Untuk itu, Mukti Ali Kusmayadi membantah pernyataan kuasa hukum IDT, Suharizal. Pernyataannya yang beredar di media online di Sumbar, diduga melakukan penggiringan opini, sehingga mencemarkan nama baik dan merusak karakter kliennya.
“Pernyataan kuasa hukum IDT mengatakan mahar politik dan menetapkan segera status tersangka kliennya ini, merupakan penggiringan opini. Ini harus diluruskan, karena dua sisi yang berbeda,” kata Mukti Ali Kusmayadi yang akrab disapa Boy London, saat konferensi pers di Kantor Liberty Padang, Rabu (19/10/2022).
Boy London menyebutkan, fakta dalam laporan ke Polda Sumbar bahwa dalam perkara pidana penipuan dan penggelapan, bukan soal mahal politik. Jika mahar politik, maka pemberi dan penerima bisa tersangka.
Menurut Boy London, penggiringan opini melalui media yang disampaikan kuasa hukum IDT sangat berbaur politik. “Sampai saat ini, pernyataan itu tidak dapat dibuktikan pelapor, baik bukti berbentuk kwitansi dan bukti transfer. Kami sudah cek ke penyidik. Dan kasus ini menurut keterangan penyidik masih mendalami keterangan enam orang saksi,” katanya.
Menurutnya, IDT telah pula dengan sengaja melakukan perbuatan melawan hukum dengan memberikan mahar kepada JFP dan tentu memiliki konsekuensi hukum sebagaimana termaksud dalam Pasal 187 C di Undang-Undang (UU) Nomor 1 Tahun 2014.
“Maka berita yang telah disebar oleh kuasa hukum IDT di berbagai media adalah tindakan diluar batas kewenangannya, dan pasti berdampak pada nama baik JFP beserta keluarga dan Partai Gerindra secara keseluruhan,” ujarnya.
Selain itu, Boy London juga mempertanyakan kapasitas kuasa hukum IDT yang meminta penetapan tersangka kliennya kepada pihak kepolisian. Padahal, kliennya belum diperiksa sebagai terlapor.
“Belum diperiksa, tiba-tiba kuasa hukum IDT meminta agar ditetapkan tersangka. Ini tentunya bagian intervensi seorang lawyer kepada penyidik. Saya harap kuasa hukum IDT tetap mempedomani azas praduga tidak bersalah. Kami tegaskan kepada kuasa hukum IDT untuk tidak berusaha menggiring opini negatif terhadap JFP,” ucapnya.
Terakhir, Boy London mengatakan, pihaknya meminta kepada penyidik agar profesional dalam menangani perkara ini. Jangan mau penyidik diintervensi oleh siapapun.

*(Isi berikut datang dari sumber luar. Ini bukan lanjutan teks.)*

// ============================================================
// Layer 2 - Application / Use Cases
// ============================================================
// Workflow coordination only: each use case tells the data, ml
// and infra layers what to do, in order.
//
//   - No model math here (Layer 5)
//   - No printing here (Layer 1)
//   - No direct file formats here (Layers 4 and 6)

// The training workflow
pub mod train_use_case;

// Mesh classification with a trained model
pub mod predict_use_case;

// Checkpoint -> standalone bundle
pub mod export_use_case;

// Loss / accuracy of a trained model on a data root
pub mod evaluate_use_case;
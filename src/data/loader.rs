// ============================================================
// Layer 4 - ShapeNet Directory Loader
// ============================================================
// Walks a ShapeNet-style data root:
//
//   <root>/
//     02691156/                      <- category directory
//       1a04e3eab45ca15dd86060f189eb133/   <- model directory
//         models/model_normalized.obj
//       ...
//     03001627/
//       ...
//
// Every category directory becomes one class. Indices follow
// the sorted directory names (see LabelMap). Model directories
// without the mesh file are skipped.
//
// Meshes are NOT read here. The scan only produces records;
// parsing and sampling happen when the dataset is built.

use std::{
    collections::BTreeMap,
    fs,
    path::{Path, PathBuf},
};

use anyhow::{bail, Context, Result};

use crate::domain::{
    label_map::LabelMap,
    shape::{ShapeCatalog, ShapeRecord},
    traits::ShapeSource,
};

/// Location of the mesh inside each model directory.
pub const MESH_RELATIVE_PATH: &str = "models/model_normalized.obj";

pub struct ShapeNetLoader {
    root:             PathBuf,
    categories:       Option<Vec<String>>,
    max_per_category: Option<usize>,
    label_names:      BTreeMap<String, String>,
    label_map:        Option<LabelMap>,
}

impl ShapeNetLoader {
    /// Scan every category under `root`, without a cap.
    pub fn new(root: impl Into<PathBuf>) -> Self {
        Self {
            root:             root.into(),
            categories:       None,
            max_per_category: None,
            label_names:      BTreeMap::new(),
            label_map:        None,
        }
    }

    /// Only keep these category directories.
    pub fn with_categories(mut self, categories: Option<Vec<String>>) -> Self {
        self.categories = categories;
        self
    }

    /// Keep at most `n` models per category (first n in sorted order).
    pub fn with_max_per_category(mut self, n: Option<usize>) -> Self {
        self.max_per_category = n;
        self
    }

    /// Human-readable names attached to the label map.
    pub fn with_label_names(mut self, names: BTreeMap<String, String>) -> Self {
        self.label_names = names;
        self
    }

    /// Reuse a label map from a previous run instead of building one.
    /// Categories the map does not know are skipped.
    pub fn with_label_map(mut self, label_map: LabelMap) -> Self {
        self.label_map = Some(label_map);
        self
    }

    fn category_dirs(&self) -> Result<Vec<String>> {
        let mut dirs = Vec::new();
        for entry in fs::read_dir(&self.root)
            .with_context(|| format!("Cannot read data root '{}'", self.root.display()))?
        {
            let entry = entry?;
            if !entry.file_type()?.is_dir() {
                continue;
            }
            let Some(name) = entry.file_name().to_str().map(str::to_string) else {
                tracing::warn!("Skipping non UTF-8 directory '{}'", entry.path().display());
                continue;
            };
            if let Some(filter) = &self.categories {
                if !filter.contains(&name) {
                    continue;
                }
            }
            dirs.push(name);
        }
        dirs.sort();
        Ok(dirs)
    }

    fn model_meshes(&self, category_dir: &Path) -> Result<Vec<PathBuf>> {
        let mut model_dirs: Vec<PathBuf> = fs::read_dir(category_dir)
            .with_context(|| format!("Cannot read category '{}'", category_dir.display()))?
            .filter_map(|e| e.ok())
            .map(|e| e.path())
            .filter(|p| p.is_dir())
            .collect();
        model_dirs.sort();

        let mut meshes = Vec::new();
        for dir in model_dirs {
            if self.max_per_category.is_some_and(|max| meshes.len() >= max) {
                break;
            }
            let mesh = dir.join(MESH_RELATIVE_PATH);
            if mesh.is_file() {
                meshes.push(mesh);
            } else {
                tracing::debug!("No mesh in '{}', skipping", dir.display());
            }
        }
        Ok(meshes)
    }
}

impl ShapeSource for ShapeNetLoader {
    fn load_all(&self) -> Result<ShapeCatalog> {
        if !self.root.is_dir() {
            bail!("Data root '{}' does not exist or is not a directory", self.root.display());
        }

        let dirs = self.category_dirs()?;
        let label_map = match &self.label_map {
            Some(map) => map.clone(),
            None => LabelMap::from_categories(dirs.iter().cloned())
                .with_names(self.label_names.clone()),
        };

        let mut records = Vec::new();
        for category in &dirs {
            let Some(label) = label_map.index_of(category) else {
                tracing::warn!("Category '{}' is not in the label map, skipping", category);
                continue;
            };
            let meshes = self.model_meshes(&self.root.join(category))?;
            tracing::debug!("Category '{}' (label {}): {} meshes", category, label, meshes.len());
            records.extend(meshes.into_iter().map(|path| ShapeRecord {
                path,
                category: category.clone(),
                label,
            }));
        }

        tracing::info!(
            "Scanned '{}': {} categories, {} meshes",
            self.root.display(),
            label_map.len(),
            records.len()
        );
        Ok(ShapeCatalog { label_map, records })
    }
}

// ─── Test Fixtures ────────────────────────────────────────────────────────────
// Shared by the loader, dataset and trainer tests: writes a tiny
// ShapeNet-style tree with one triangle or tetrahedron per model.
#[cfg(test)]
pub(crate) mod fixtures {
    use std::{fs, path::Path};

    use super::MESH_RELATIVE_PATH;

    pub const TRIANGLE_OBJ: &str = "v 0 0 0\nv 1 0 0\nv 0 1 0\nf 1 2 3\n";
    pub const TETRA_OBJ: &str =
        "v 0 0 0\nv 1 0 0\nv 0 1 0\nv 0 0 1\nf 1 3 2\nf 1 2 4\nf 1 4 3\nf 2 3 4\n";

    pub fn write_model(root: &Path, category: &str, model: &str, obj: &str) {
        let path = root.join(category).join(model).join(MESH_RELATIVE_PATH);
        fs::create_dir_all(path.parent().unwrap()).unwrap();
        fs::write(path, obj).unwrap();
    }

    /// Two categories with `per_category` models each.
    pub fn write_tree(root: &Path, per_category: usize) {
        for i in 0..per_category {
            write_model(root, "plane", &format!("m{i}"), TRIANGLE_OBJ);
            write_model(root, "tetra", &format!("m{i}"), TETRA_OBJ);
        }
    }
}
// ============================================================
// Layer 4 - Train/Validation Splitter
// ============================================================
// Shuffles samples and splits them into two sets:
//   - training set:   used to update model weights
//   - validation set: used for model selection (best_val_loss)
//
// Samples arrive grouped by category (the scan walks one
// category directory at a time). Without the shuffle the
// validation set would contain only the last categories.
//
// The shuffle is seeded so a resumed run sees the same split
// as the run that wrote the checkpoint.

use rand::{rngs::StdRng, seq::SliceRandom, SeedableRng};

/// Shuffle `samples` with `seed` and split into (train, validation).
/// `train_fraction` of the samples (rounded) go to training.
pub fn split_train_val<T>(mut samples: Vec<T>, train_fraction: f64, seed: u64) -> (Vec<T>, Vec<T>) {
    let mut rng = StdRng::seed_from_u64(seed);
    samples.shuffle(&mut rng);

    let total = samples.len();
    let n_train = ((total as f64) * train_fraction.clamp(0.0, 1.0)).round() as usize;

    // split_off(n) leaves [0..n] in `samples` and returns [n..]
    let val = samples.split_off(n_train.min(total));
    tracing::debug!("Split {} samples into {} train / {} validation", total, samples.len(), val.len());

    (samples, val)
}
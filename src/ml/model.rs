use anyhow::{ensure, Result};
use burn::{
    nn::{loss::CrossEntropyLossConfig, Dropout, DropoutConfig, Linear, LinearConfig},
    prelude::*,
    tensor::activation::relu,
};

// NOTE: #[derive(Config)] already generates Clone and Serialize/Deserialize
// internally, do NOT add them again or you get conflicting impls.
#[derive(Config, Debug)]
pub struct PointCloudClassifierConfig {
    /// Points per cloud; the input width is num_points * 3
    pub num_points:   usize,
    pub num_classes:  usize,
    /// Width of each hidden layer. Empty = a single linear layer.
    pub hidden_sizes: Vec<usize>,
    #[config(default = 0.3)]
    pub dropout:      f64,
}

impl PointCloudClassifierConfig {
    /// Width of the flattened input: num_points * 3.
    pub fn input_dim(&self) -> usize {
        self.num_points * 3
    }

    /// Build the network with fresh weights on `device`.
    pub fn init<B: Backend>(&self, device: &B::Device) -> PointCloudClassifier<B> {
        let mut d_in   = self.input_dim();
        let mut hidden = Vec::with_capacity(self.hidden_sizes.len());
        for &d_out in &self.hidden_sizes {
            hidden.push(LinearConfig::new(d_in, d_out).init(device));
            d_in = d_out;
        }
        let output  = LinearConfig::new(d_in, self.num_classes).init(device);
        let dropout = DropoutConfig::new(self.dropout).init();
        PointCloudClassifier { hidden, output, dropout }
    }
}

/// Feed-forward classifier over a flattened point cloud:
/// [Linear -> ReLU -> Dropout]* -> Linear -> logits.
#[derive(Module, Debug)]
pub struct PointCloudClassifier<B: Backend> {
    pub hidden:  Vec<Linear<B>>,
    pub output:  Linear<B>,
    pub dropout: Dropout,
}

impl<B: Backend> PointCloudClassifier<B> {
    /// points: [batch, num_points * 3] -> logits: [batch, num_classes]
    pub fn forward(&self, points: Tensor<B, 2>) -> Tensor<B, 2> {
        let mut x = points;
        for layer in &self.hidden {
            x = self.dropout.forward(relu(layer.forward(x)));
        }
        self.output.forward(x)
    }

    /// [d_in, d_out] of every linear layer, output layer last.
    pub fn layer_shapes(&self) -> Vec<[usize; 2]> {
        self.hidden
            .iter()
            .chain(std::iter::once(&self.output))
            .map(|layer| layer.weight.val().dims())
            .collect()
    }

    /// Load a record and make sure its layers have the shapes this
    /// model was built with. Burn takes the record's tensors as they
    /// are, so weights saved for another architecture would only fail
    /// later, inside the first forward pass.
    pub fn load_record_checked(self, record: PointCloudClassifierRecord<B>) -> Result<Self> {
        // Vec<Linear> asserts on a length mismatch while loading
        ensure!(
            record.hidden.len() == self.hidden.len(),
            "Saved weights have {} hidden layers, but the configuration builds {}",
            record.hidden.len(),
            self.hidden.len(),
        );
        let expected = self.layer_shapes();
        let loaded   = self.load_record(record);
        let found    = loaded.layer_shapes();
        ensure!(
            found == expected,
            "Saved weights have layer shapes {:?}, but the configuration builds {:?}",
            found,
            expected,
        );
        Ok(loaded)
    }

    /// Cross-entropy over class logits. Returns (loss, logits).
    pub fn forward_loss(
        &self,
        points:  Tensor<B, 2>,
        targets: Tensor<B, 1, Int>,
    ) -> (Tensor<B, 1>, Tensor<B, 2>) {
        let logits = self.forward(points);
        let loss = CrossEntropyLossConfig::new()
            .init(&logits.device())
            .forward(logits.clone(), targets);
        (loss, logits)
    }
}
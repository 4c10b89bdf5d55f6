// ============================================================
// Layer 3 - Label Map
// ============================================================
// Bijection between category directory names (e.g. ShapeNet
// synset ids such as "02691156") and class indices 0..N.
//
// Indices follow the sorted directory listing, so the same
// data root always produces the same mapping regardless of the
// order the filesystem returns entries in.
//
// Human-readable names ("airplane") are optional metadata
// attached from the label JSON file. They never affect indices.

use std::collections::{BTreeMap, HashMap};

use serde::{Deserialize, Serialize};

/// Category id <-> class index mapping plus optional display names.
#[derive(Debug, Clone, PartialEq, Eq, Serialize)]
pub struct LabelMap {
    /// categories[i] is the category id of class i
    categories: Vec<String>,

    /// category id -> human-readable name
    #[serde(default)]
    names: BTreeMap<String, String>,

    #[serde(skip)]
    index: HashMap<String, usize>,
}

impl LabelMap {
    /// Build a label map from category ids.
    /// Ids are sorted and deduplicated before indices are assigned.
    pub fn from_categories<I, S>(categories: I) -> Self
    where
        I: IntoIterator<Item = S>,
        S: Into<String>,
    {
        let mut categories: Vec<String> = categories.into_iter().map(Into::into).collect();
        categories.sort();
        categories.dedup();

        let index = build_index(&categories);
        Self { categories, names: BTreeMap::new(), index }
    }

    /// Attach human-readable names. Names for ids that are not
    /// part of this map are dropped.
    pub fn with_names(mut self, names: BTreeMap<String, String>) -> Self {
        self.names = names
            .into_iter()
            .filter(|(id, _)| self.index.contains_key(id))
            .collect();
        self
    }

    /// Class index of a category id.
    pub fn index_of(&self, category: &str) -> Option<usize> {
        self.index.get(category).copied()
    }

    /// Category id of a class index.
    pub fn category(&self, index: usize) -> Option<&str> {
        self.categories.get(index).map(String::as_str)
    }

    /// Human-readable name for a class, falling back to the category id.
    pub fn display_name(&self, index: usize) -> Option<&str> {
        let category = self.category(index)?;
        Some(self.names.get(category).map_or(category, String::as_str))
    }

    pub fn len(&self) -> usize {
        self.categories.len()
    }

    pub fn is_empty(&self) -> bool {
        self.categories.is_empty()
    }

    /// Iterate (index, category id) pairs in index order.
    pub fn iter(&self) -> impl Iterator<Item = (usize, &str)> {
        self.categories.iter().enumerate().map(|(i, c)| (i, c.as_str()))
    }
}

fn build_index(categories: &[String]) -> HashMap<String, usize> {
    categories
        .iter()
        .enumerate()
        .map(|(i, c)| (c.clone(), i))
        .collect()
}

// Deserialisation goes through a raw mirror so the lookup index is
// rebuilt and duplicated ids are rejected instead of silently
// breaking the bijection.
#[derive(Deserialize)]
struct RawLabelMap {
    categories: Vec<String>,
    #[serde(default)]
    names: BTreeMap<String, String>,
}

impl<'de> Deserialize<'de> for LabelMap {
    fn deserialize<D>(deserializer: D) -> Result<Self, D::Error>
    where
        D: serde::Deserializer<'de>,
    {
        let raw = RawLabelMap::deserialize(deserializer)?;
        let index = build_index(&raw.categories);
        if index.len() != raw.categories.len() {
            return Err(serde::de::Error::custom(
                "label map contains duplicated categories",
            ));
        }
        Ok(Self { categories: raw.categories, names: raw.names, index })
    }
}
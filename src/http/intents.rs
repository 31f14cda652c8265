//! `/api/intents` and `/api/executions` handlers (spec.md §6).

use axum::extract::{Path, Query, State};
use axum::Json;
use chrono::Utc;
use serde::Deserialize;
use uuid::Uuid;

use crate::domain::errors::DomainError;
use crate::domain::models::{Intent, IntentExecution, TriggerKind};
use crate::services::intent_executor::{ExecuteOptions, IntentExecutor};
use crate::services::matching_engine::MatchingEngine;

use super::auth::AuthenticatedUser;
use super::dto::{ensure_owned, ExecutionDetail, IntentPayload, IntentPreviewResponse, ToggleRequest};
use super::error::ApiError;
use super::AppState;

async fn load_owned_intent(state: &AppState, user_id: i64, id: Uuid) -> Result<Intent, ApiError> {
    let intent = state.intents.get(id).await?.ok_or(DomainError::IntentNotFound(id))?;
    ensure_owned(intent.user_id, user_id)?;
    Ok(intent)
}

pub async fn list_intents(
    State(state): State<AppState>,
    AuthenticatedUser(user_id): AuthenticatedUser,
) -> Result<Json<Vec<Intent>>, ApiError> {
    Ok(Json(state.intents.list_for_user(user_id).await?))
}

pub async fn create_intent(
    State(state): State<AppState>,
    AuthenticatedUser(user_id): AuthenticatedUser,
    Json(payload): Json<IntentPayload>,
) -> Result<Json<Intent>, ApiError> {
    let intent = payload.into_new_intent(user_id, Utc::now())?;
    state.intents.create(&intent).await?;
    Ok(Json(intent))
}

pub async fn get_intent(
    State(state): State<AppState>,
    AuthenticatedUser(user_id): AuthenticatedUser,
    Path(id): Path<Uuid>,
) -> Result<Json<Intent>, ApiError> {
    Ok(Json(load_owned_intent(&state, user_id, id).await?))
}

pub async fn update_intent(
    State(state): State<AppState>,
    AuthenticatedUser(user_id): AuthenticatedUser,
    Path(id): Path<Uuid>,
    Json(payload): Json<IntentPayload>,
) -> Result<Json<Intent>, ApiError> {
    let existing = load_owned_intent(&state, user_id, id).await?;
    let updated = payload.apply_to(&existing, Utc::now())?;
    state.intents.update(&updated).await?;
    Ok(Json(updated))
}

pub async fn delete_intent(
    State(state): State<AppState>,
    AuthenticatedUser(user_id): AuthenticatedUser,
    Path(id): Path<Uuid>,
) -> Result<Json<serde_json::Value>, ApiError> {
    load_owned_intent(&state, user_id, id).await?;
    state.intents.delete(id).await?;
    Ok(Json(serde_json::json!({"deleted": true})))
}

pub async fn toggle_intent(
    State(state): State<AppState>,
    AuthenticatedUser(user_id): AuthenticatedUser,
    Path(id): Path<Uuid>,
    Json(body): Json<ToggleRequest>,
) -> Result<Json<Intent>, ApiError> {
    let existing = load_owned_intent(&state, user_id, id).await?;
    let now = Utc::now();
    let new_enabled = body.enabled.unwrap_or(!existing.enabled);
    let re_enabled = !existing.enabled && new_enabled;

    let mut updated = existing;
    updated.enabled = new_enabled;
    // Anchor-reset on re-enable (spec.md §4.7), same rule `IntentPayload`
    // applies for a `PUT` that flips `enabled`.
    if re_enabled && updated.schedule_kind == crate::domain::models::ScheduleKind::Scheduled {
        updated.last_evaluated_at = Some(now);
    }
    updated.validate()?;
    state.intents.update(&updated).await?;
    Ok(Json(updated))
}

pub async fn execute_intent(
    State(state): State<AppState>,
    AuthenticatedUser(user_id): AuthenticatedUser,
    Path(id): Path<Uuid>,
) -> Result<Json<IntentExecution>, ApiError> {
    let intent = load_owned_intent(&state, user_id, id).await?;
    let opts = ExecuteOptions { trigger_kind: TriggerKind::Manual, trigger_time: None, dry_run_override: None };
    let anchor = IntentExecutor::anchor_for(&opts, Utc::now());
    let summary = state.intent_executor.execute(&intent, user_id, opts).await?;

    let mut updated = intent;
    updated.last_evaluated_at = Some(anchor);
    updated.last_execution_id = Some(summary.execution.id);
    state.intents.update(&updated).await?;

    Ok(Json(summary.execution))
}

pub async fn dry_run_intent(
    State(state): State<AppState>,
    AuthenticatedUser(user_id): AuthenticatedUser,
    Path(id): Path<Uuid>,
) -> Result<Json<IntentExecution>, ApiError> {
    let intent = load_owned_intent(&state, user_id, id).await?;
    let opts = ExecuteOptions { trigger_kind: TriggerKind::Manual, trigger_time: None, dry_run_override: Some(true) };
    let anchor = IntentExecutor::anchor_for(&opts, Utc::now());
    let summary = state.intent_executor.execute(&intent, user_id, opts).await?;

    // spec.md §4.6 step 7: the anchor and lastExecutionId update is
    // unconditional, not gated on dryRun.
    let mut updated = intent;
    updated.last_evaluated_at = Some(anchor);
    updated.last_execution_id = Some(summary.execution.id);
    state.intents.update(&updated).await?;

    Ok(Json(summary.execution))
}

pub async fn preview_intent(
    State(state): State<AppState>,
    AuthenticatedUser(user_id): AuthenticatedUser,
    Path(id): Path<Uuid>,
) -> Result<Json<IntentPreviewResponse>, ApiError> {
    let intent = load_owned_intent(&state, user_id, id).await?;
    let matching_engine = MatchingEngine::new(state.inventory.as_ref(), state.instances.as_ref());

    let matched = matching_engine.find_matching(&intent, user_id, false).await?;
    let upgradeable = matched.iter().filter(|m| m.container.has_update).count();

    Ok(Json(IntentPreviewResponse {
        matched_count: matched.len(),
        upgradeable_count: upgradeable,
        matched: matched.into_iter().map(|m| m.container).collect(),
    }))
}

#[derive(Debug, Deserialize)]
pub struct LimitQuery {
    pub limit: Option<u32>,
}

pub async fn list_executions(
    State(state): State<AppState>,
    AuthenticatedUser(user_id): AuthenticatedUser,
    Path(id): Path<Uuid>,
    Query(query): Query<LimitQuery>,
) -> Result<Json<Vec<IntentExecution>>, ApiError> {
    load_owned_intent(&state, user_id, id).await?;
    Ok(Json(state.executions.list_for_intent(id, query.limit.unwrap_or(50)).await?))
}

pub async fn get_execution(
    State(state): State<AppState>,
    AuthenticatedUser(user_id): AuthenticatedUser,
    Path(id): Path<Uuid>,
) -> Result<Json<ExecutionDetail>, ApiError> {
    let execution = state.executions.get(id).await?.ok_or(DomainError::ExecutionNotFound(id))?;

    // Authorization is via the owning intent (executions don't carry a
    // denormalized owner column, per the schema in spec.md §6).
    load_owned_intent(&state, user_id, execution.intent_id).await?;

    let containers = state.executions.list_container_rows(id).await?;
    Ok(Json(ExecutionDetail { execution, containers }))
}
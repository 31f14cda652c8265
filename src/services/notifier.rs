//! Bounded-channel notification transport (spec.md §9 design note).
//!
//! The chat/webhook transport itself is out of scope; this consumer only
//! logs each event and appends it to an in-memory ring buffer so tests and
//! the HTTP surface's `/api/notifications/recent` endpoint have something
//! to read.

use std::collections::VecDeque;
use std::sync::Arc;

use async_trait::async_trait;
use tokio::sync::{mpsc, Mutex};
use tracing::info;

use crate::domain::ports::notifier::NotificationEvent;
use crate::domain::ports::Notifier;

const CHANNEL_CAPACITY: usize = 256;
const RING_BUFFER_CAPACITY: usize = 100;

/// `Notifier` implementation: `notify` only pushes onto a bounded channel
/// and returns, so callers never block on however slow the consumer is.
pub struct ChannelNotifier {
    sender: mpsc::Sender<NotificationEvent>,
}

impl ChannelNotifier {
    /// Spawns the single consumer task and returns the notifier handle
    /// alongside the ring buffer the consumer populates.
    pub fn spawn() -> (Self, Arc<Mutex<VecDeque<NotificationEvent>>>) {
        let (sender, mut receiver) = mpsc::channel(CHANNEL_CAPACITY);
        let recent = Arc::new(Mutex::new(VecDeque::with_capacity(RING_BUFFER_CAPACITY)));
        let recent_for_task = recent.clone();

        tokio::spawn(async move {
            while let Some(event) = receiver.recv().await {
                info!(?event, "notification");
                let mut ring = recent_for_task.lock().await;
                if ring.len() == RING_BUFFER_CAPACITY {
                    ring.pop_front();
                }
                ring.push_back(event);
            }
        });

        (Self { sender }, recent)
    }
}

#[async_trait]
impl Notifier for ChannelNotifier {
    async fn notify(&self, event: NotificationEvent) {
        // A full channel means the consumer is behind; drop rather than
        // block the caller, since notifications are best-effort.
        if self.sender.try_send(event).is_err() {
            tracing::warn!("notification channel full, dropping event");
        }
    }
}

#[cfg(test)]
mod tests {
    use super::*;

    #[tokio::test]
    async fn notified_events_appear_in_ring_buffer() {
        let (notifier, recent) = ChannelNotifier::spawn();
        notifier
            .notify(NotificationEvent::BatchRunFailed {
                job_kind: "registry-sweep".into(),
                run_id: uuid::Uuid::new_v4(),
                error: "boom".into(),
            })
            .await;

        // Give the consumer task a chance to drain the channel.
        tokio::time::sleep(std::time::Duration::from_millis(20)).await;
        assert_eq!(recent.lock().await.len(), 1);
    }
}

“Secara faktual klien kami belum di BAP dalam perkara ini yang sudah berstatus penyidikan. Saya berharap kepada IDT dan kuasa hukumnya harus mengedepankan azaz praduga tak bersalah. Jangan lagi melakukan narasi-narasi sesat untuk menjatuhkan harkat dan martabat klien kami,” tuturnya.
Sebelumnya, Kuasa Hukum Iriadi, Suharizal mengatakan, perkara kliennya ini memang dugaan penipuan dan penggelapan. Namun dibunyikan mahar politik dalam tanda kutip, sehingga menjadi besar.
Ia mengungkapkan, kliennya awalnya bergerilya mencari partai yang mempunyai kursi legislatif di Kabupaten Solok untuk bisa maju menjadi calon Bupati Solok. Gerilya itu tidak terkecuali Partai Gerindra Kabupaten Solok oleh timnya.
Kemudian terjadilah pembicaraan dan sebagainya. Kliennya bertemu Jon Firman Pandu, karena dalam anggaran dasar Partai Gerindra, DPC mengusulkan kepada DPP calon atau bakal calon bupati melalui DPD.
“Kemudian pada 5 Agustus 2020 ternyata tidak ada nama klien saya yang keluar sebagai calon yang direkomendasikan dari Partai Gerindra, namun nama lain yang keluar,” kata Suharizal, Rabu (1/6/2022).
Merasa ada sesuatu yang salah, kata Suharizal, kliennya menagih uang yang pernah diberikan. Padahal komunikasi dari setahun sebelumnya sudah intens. “Pada tanggal 6 Agustus 2020 itu sudah dilakukan penagihan oleh klien saya,” ujarnya.
Selanjutnya, pada tanggal 28 Oktober 2021, Ketua DPC Gerindra, Jon Firman Pandu ini bicara di sebuah akun YouTube yang mengatakan beberapa poin sudah ada pembicaraan dan tidak ada mahar politik. “Hingga sejak itu muncul kata mahar politik di berbagai media,” kata dia.
Suharizal melanjutkan, di awal Maret 2022 penagihan selanjutnya, kliennya sempat dijanjikan dikembalikan dengan bentuk tanah, namun tidak terealisasi. “Setelah Lebaran, 5 Mei 2022 memutuskan untuk melapor ke Polda Sumbar,” ujarnya. (*)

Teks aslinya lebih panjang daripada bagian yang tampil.